In 2006, U.S. courts approved a $1.1 billion global class action settlement between Ahold and shareholders. However, as part of the settlement, Ahold denied any wrongdoing (Reuters, 2009). Ahold cooperated with investigators throughout the investigation and was not prosecuted by the United States government for the fraud.

In 2006, Michael J. Resnick, former CFO of BestFood Corporation, pleaded guilty and was sentenced to six months of home detention and three years' probation (Sterling, 2007).

In 2006, Mark P. Kaiser, former BestFood Corporation Executive Vice President of Marketing, was convicted of participating in the scheme. He was later sentenced to seven years in prison and ordered to pay a $50,000 fine (Neumeister, 2007). However, in 2010, a federal appeals court ordered a new trial for Kaiser. At the time this case went to press, the new trial had not yet been scheduled.

More than a dozen BestFood Corporation vendors pleaded guilty from 2003 to 2006 to criminal charges related to the fraud, admitting that they submitted false confirmations to the auditors (Bloomberg, 2006). Many other BestFood Corporation employees and vendors have faced civil charges from the SEC, and most have agreed to pay fines without admitting guilt (Sterling, 2007).

In 2007, Suzanne Brown, former corporate controller at BestFood Corporation, without admitting or denying wrongdoing, agreed to pay a $100,000 civil penalty and accepted a five-year ban on serving as an officer of a public company. She was also suspended from practising as an accountant before the SEC for five years (Hughes, 2007).

In 2007, former BestFood Corporation CEO James Miller reached an agreement with Ahold in which Miller agreed to pay $8 million but did not acknowledge liability (Kanner, 2007).

Ahold sold BestFood Corporation in 2007.

In 2009, an appeals court in the Netherlands sentenced three former Ahold executives to suspended sentences and fines over the fraud at BestFood Corporation and other foreign subsidiaries (Reuters, 2009).

In 2009, the SEC dropped the charges against the two former KPMG auditors charged with having engaged in improper conduct during the 1999 audit of BestFood Corporation (SEC, 2009).

The SEC had charged the auditors in 2006 (SEC, 2006b).

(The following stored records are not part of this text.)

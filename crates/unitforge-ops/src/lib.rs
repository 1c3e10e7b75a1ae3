pub mod ops_compose;
pub mod ops_lock;
pub mod ops_tree;
pub mod ops_verify;

use unitforge_core::unit::{is_valid_name, ManifestError, UnitReference};
use unitforge_core::version::VersionConstraint;

/// Parse a unit argument from the command line. A bare name matches any
/// published version; `name@constraint` narrows it.
pub fn parse_unit_arg(arg: &str) -> Result<UnitReference, ManifestError> {
    if arg.contains('@') {
        return UnitReference::parse(arg);
    }
    if !is_valid_name(arg) {
        return Err(ManifestError::Invalid {
            message: format!("invalid unit name `{arg}` (lowercase, hyphen-separated)"),
        });
    }
    Ok(UnitReference::new(arg, VersionConstraint::any()))
}
use std::io::Write;

use console::Style;

/// Print a Cargo-style status line: `     Locking 12 units`
///
/// The `label` is right-padded to 12 characters and printed in bold green,
/// followed by the `message` in the default terminal colour.
pub fn status(label: &str, message: &str) {
    let green_bold = Style::new().green().bold();
    let _ = writeln!(
        std::io::stderr(),
        "{:>12} {message}",
        green_bold.apply_to(label),
    );
}

/// Like [`status`] but uses bold cyan for informational (non-action) messages.
pub fn status_info(label: &str, message: &str) {
    let cyan_bold = Style::new().cyan().bold();
    let _ = writeln!(
        std::io::stderr(),
        "{:>12} {message}",
        cyan_bold.apply_to(label),
    );
}

/// Print a warning-style status line (bold yellow label).
pub fn status_warn(label: &str, message: &str) {
    let yellow_bold = Style::new().yellow().bold();
    let _ = writeln!(
        std::io::stderr(),
        "{:>12} {message}",
        yellow_bold.apply_to(label),
    );
}

/// Print an error-style status line (bold red label).
pub fn status_err(label: &str, message: &str) {
    let red_bold = Style::new().red().bold();
    let _ = writeln!(
        std::io::stderr(),
        "{:>12} {message}",
        red_bold.apply_to(label),
    );
}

In 2007, Dutch Accounting authorities censured an employee of Deloitte & Touche for failing to fulfil his duties in the 2000 and 2001 audit (Sterling, 2007). In the United States, shareholder suits against Deloitte were dismissed in 2009 (SCAR, 2009).

Required -

1. (i) Who acted unethically in this case in accordance with Code of Ethics for Professional Accountants issued by the IFAC?

(ii) What were the consequences?

2. (i) Define professional scepticism in auditing.

(ii) Do you think that the auditors of BestFood Corporation exercised enough professional scepticism?

3. The FASB has reduced the wide latitude that companies once had in accounting for vendor rebates by issuing EITF Issue No. 02-16. What recommendations would you suggest to the FASB for further improving the accounting and auditing guidance in the area of vendor rebates? State THREE (3) recommendations.

4. (i) What mistakes were likely made by auditors of BestFood Corporation. Give THREE (3) mistakes.

(ii) What responsibility does the auditor have to uncover fraud?

5. (i) List THREE (3) the alternative substantive tests available to the auditors of BestFood Corporation

(ii) Explain how the alternate audit procedures differ from typical accounts receivable confirmation?

6. (i) What lessons can be learned from the BestFood Corporation case concerning over-reliance on third-party confirmations? Provide THREE (3) lessons.

(ii) Explain the audit risks associated with the external auditor for the BestFood Corporation.

7. During 2002, Deloitte immediately withdrew their audit opinions for 2000 and 2001 and suspended work on the 2002 audit.

(i) Discuss the possible type of audit report that Deloitte can issue as the external auditor.

(ii) Why this type of audit report was issued?